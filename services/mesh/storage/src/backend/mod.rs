//! Settings backend implementations

pub mod file;
pub mod mem;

——————

Your instructions ▸
Everything in the data above is to be given again, unchanged.

Result for this exercise ▸
filename services/mesh/storage/src/backend/mod.rs
//! Settings backend implementations

pub mod file;
pub mod mem;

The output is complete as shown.